▸ Work request: Among the lines of data below, reproduce only those from the one with "let aspect_context = segments" through the one with "async fn update_one_refuses_when_ambiguous()", exactly as they stand, both ends included.

----

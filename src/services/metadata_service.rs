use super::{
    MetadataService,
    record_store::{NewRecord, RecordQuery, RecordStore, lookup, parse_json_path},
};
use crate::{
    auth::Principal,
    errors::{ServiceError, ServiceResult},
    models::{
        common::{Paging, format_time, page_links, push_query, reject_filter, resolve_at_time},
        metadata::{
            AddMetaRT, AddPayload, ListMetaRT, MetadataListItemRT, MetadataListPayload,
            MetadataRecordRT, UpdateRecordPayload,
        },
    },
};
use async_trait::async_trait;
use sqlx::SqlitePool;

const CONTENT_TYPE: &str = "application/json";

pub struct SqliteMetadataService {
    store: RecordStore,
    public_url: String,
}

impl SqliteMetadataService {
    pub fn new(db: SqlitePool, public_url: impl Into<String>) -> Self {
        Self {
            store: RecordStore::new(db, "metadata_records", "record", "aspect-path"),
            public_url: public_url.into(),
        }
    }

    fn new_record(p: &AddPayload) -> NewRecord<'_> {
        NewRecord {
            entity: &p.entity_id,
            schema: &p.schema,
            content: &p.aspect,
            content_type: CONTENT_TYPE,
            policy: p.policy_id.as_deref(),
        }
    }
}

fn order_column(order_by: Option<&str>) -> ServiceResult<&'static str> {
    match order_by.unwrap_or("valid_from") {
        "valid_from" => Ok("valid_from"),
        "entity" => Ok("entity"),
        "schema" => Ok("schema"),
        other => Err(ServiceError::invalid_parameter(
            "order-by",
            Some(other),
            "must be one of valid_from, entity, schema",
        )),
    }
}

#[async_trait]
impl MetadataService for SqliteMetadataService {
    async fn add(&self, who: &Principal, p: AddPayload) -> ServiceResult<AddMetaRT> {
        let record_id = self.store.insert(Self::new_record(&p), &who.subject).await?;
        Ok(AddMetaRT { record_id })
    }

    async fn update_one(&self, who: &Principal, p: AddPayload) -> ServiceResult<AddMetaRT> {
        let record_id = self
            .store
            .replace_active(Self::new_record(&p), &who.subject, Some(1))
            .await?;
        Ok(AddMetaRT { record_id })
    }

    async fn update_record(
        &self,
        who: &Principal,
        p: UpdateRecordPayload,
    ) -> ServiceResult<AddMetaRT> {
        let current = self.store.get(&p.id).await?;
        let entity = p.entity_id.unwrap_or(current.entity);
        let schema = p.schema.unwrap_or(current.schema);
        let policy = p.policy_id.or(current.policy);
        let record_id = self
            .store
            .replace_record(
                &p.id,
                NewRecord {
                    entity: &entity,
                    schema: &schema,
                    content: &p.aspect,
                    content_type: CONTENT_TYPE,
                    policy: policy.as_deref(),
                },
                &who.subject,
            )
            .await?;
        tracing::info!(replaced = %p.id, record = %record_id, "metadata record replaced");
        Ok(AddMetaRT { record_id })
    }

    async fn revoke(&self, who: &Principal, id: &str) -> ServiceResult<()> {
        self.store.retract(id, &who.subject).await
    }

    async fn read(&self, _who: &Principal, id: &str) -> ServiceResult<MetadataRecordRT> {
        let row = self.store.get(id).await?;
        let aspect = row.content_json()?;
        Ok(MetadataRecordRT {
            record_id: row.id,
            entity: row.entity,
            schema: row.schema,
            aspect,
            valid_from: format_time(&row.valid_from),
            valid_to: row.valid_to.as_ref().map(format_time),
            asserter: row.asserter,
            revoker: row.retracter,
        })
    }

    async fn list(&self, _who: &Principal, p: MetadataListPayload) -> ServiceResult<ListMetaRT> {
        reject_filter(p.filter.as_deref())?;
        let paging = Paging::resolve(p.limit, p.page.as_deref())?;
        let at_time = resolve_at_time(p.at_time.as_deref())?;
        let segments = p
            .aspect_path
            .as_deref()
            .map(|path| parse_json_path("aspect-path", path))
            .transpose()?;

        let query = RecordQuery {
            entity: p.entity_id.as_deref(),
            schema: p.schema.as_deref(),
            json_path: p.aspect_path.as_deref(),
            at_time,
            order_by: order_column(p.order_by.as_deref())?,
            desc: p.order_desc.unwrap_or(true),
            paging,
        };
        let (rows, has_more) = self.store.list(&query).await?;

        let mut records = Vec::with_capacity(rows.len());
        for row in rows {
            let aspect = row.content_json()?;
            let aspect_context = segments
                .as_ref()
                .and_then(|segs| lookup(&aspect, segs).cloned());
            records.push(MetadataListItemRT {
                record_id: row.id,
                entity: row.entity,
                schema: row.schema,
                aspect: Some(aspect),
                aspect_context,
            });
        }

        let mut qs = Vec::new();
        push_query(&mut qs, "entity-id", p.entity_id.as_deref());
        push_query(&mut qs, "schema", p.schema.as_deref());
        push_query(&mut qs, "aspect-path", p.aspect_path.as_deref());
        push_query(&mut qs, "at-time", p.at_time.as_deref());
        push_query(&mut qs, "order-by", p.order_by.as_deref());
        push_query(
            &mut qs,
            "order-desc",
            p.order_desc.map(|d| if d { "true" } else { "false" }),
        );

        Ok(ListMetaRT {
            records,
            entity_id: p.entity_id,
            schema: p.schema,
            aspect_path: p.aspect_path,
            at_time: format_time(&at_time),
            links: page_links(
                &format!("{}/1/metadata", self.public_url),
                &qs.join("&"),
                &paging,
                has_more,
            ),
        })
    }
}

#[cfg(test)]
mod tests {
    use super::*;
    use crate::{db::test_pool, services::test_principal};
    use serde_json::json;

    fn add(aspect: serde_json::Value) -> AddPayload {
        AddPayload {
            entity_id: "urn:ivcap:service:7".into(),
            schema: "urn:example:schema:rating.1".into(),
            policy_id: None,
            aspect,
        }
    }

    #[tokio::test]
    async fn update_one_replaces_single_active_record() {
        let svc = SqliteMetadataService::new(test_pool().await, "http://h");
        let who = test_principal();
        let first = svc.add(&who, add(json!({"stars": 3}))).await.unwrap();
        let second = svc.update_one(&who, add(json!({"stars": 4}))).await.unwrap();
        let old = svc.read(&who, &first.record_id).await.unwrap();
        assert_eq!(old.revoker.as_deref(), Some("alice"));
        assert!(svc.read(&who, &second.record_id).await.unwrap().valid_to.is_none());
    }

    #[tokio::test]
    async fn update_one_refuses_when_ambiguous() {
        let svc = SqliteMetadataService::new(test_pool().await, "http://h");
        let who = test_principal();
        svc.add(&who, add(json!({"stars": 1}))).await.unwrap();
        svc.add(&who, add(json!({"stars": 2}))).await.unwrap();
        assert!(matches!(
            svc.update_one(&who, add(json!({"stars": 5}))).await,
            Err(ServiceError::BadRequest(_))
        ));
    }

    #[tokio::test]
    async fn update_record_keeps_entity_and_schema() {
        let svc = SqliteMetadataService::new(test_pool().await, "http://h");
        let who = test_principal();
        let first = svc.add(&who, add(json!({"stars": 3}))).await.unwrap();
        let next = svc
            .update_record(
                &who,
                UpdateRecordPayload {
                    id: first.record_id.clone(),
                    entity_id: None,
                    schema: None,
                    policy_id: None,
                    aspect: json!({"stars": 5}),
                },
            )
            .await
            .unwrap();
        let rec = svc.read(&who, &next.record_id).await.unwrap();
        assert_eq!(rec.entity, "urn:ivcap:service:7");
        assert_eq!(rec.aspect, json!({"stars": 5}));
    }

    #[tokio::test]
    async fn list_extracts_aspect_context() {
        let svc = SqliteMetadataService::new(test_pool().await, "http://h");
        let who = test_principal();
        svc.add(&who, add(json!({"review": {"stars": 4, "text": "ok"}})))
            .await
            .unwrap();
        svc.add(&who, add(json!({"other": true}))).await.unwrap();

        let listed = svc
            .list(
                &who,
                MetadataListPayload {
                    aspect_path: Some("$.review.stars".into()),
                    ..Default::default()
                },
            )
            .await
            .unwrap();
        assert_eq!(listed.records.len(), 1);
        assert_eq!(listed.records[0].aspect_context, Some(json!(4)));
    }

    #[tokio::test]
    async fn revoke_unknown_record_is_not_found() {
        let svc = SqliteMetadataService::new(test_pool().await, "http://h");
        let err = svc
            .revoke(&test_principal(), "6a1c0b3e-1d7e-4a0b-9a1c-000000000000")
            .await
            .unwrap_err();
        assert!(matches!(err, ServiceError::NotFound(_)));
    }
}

----

▸ Completed task:
            let aspect_context = segments
                .as_ref()
                .and_then(|segs| lookup(&aspect, segs).cloned());
            records.push(MetadataListItemRT {
                record_id: row.id,
                entity: row.entity,
                schema: row.schema,
                aspect: Some(aspect),
                aspect_context,
            });
        }

        let mut qs = Vec::new();
        push_query(&mut qs, "entity-id", p.entity_id.as_deref());
        push_query(&mut qs, "schema", p.schema.as_deref());
        push_query(&mut qs, "aspect-path", p.aspect_path.as_deref());
        push_query(&mut qs, "at-time", p.at_time.as_deref());
        push_query(&mut qs, "order-by", p.order_by.as_deref());
        push_query(
            &mut qs,
            "order-desc",
            p.order_desc.map(|d| if d { "true" } else { "false" }),
        );

        Ok(ListMetaRT {
            records,
            entity_id: p.entity_id,
            schema: p.schema,
            aspect_path: p.aspect_path,
            at_time: format_time(&at_time),
            links: page_links(
                &format!("{}/1/metadata", self.public_url),
                &qs.join("&"),
                &paging,
                has_more,
            ),
        })
    }
}

#[cfg(test)]
mod tests {
    use super::*;
    use crate::{db::test_pool, services::test_principal};
    use serde_json::json;

    fn add(aspect: serde_json::Value) -> AddPayload {
        AddPayload {
            entity_id: "urn:ivcap:service:7".into(),
            schema: "urn:example:schema:rating.1".into(),
            policy_id: None,
            aspect,
        }
    }

    #[tokio::test]
    async fn update_one_replaces_single_active_record() {
        let svc = SqliteMetadataService::new(test_pool().await, "http://h");
        let who = test_principal();
        let first = svc.add(&who, add(json!({"stars": 3}))).await.unwrap();
        let second = svc.update_one(&who, add(json!({"stars": 4}))).await.unwrap();
        let old = svc.read(&who, &first.record_id).await.unwrap();
        assert_eq!(old.revoker.as_deref(), Some("alice"));
        assert!(svc.read(&who, &second.record_id).await.unwrap().valid_to.is_none());
    }

    #[tokio::test]
    async fn update_one_refuses_when_ambiguous() {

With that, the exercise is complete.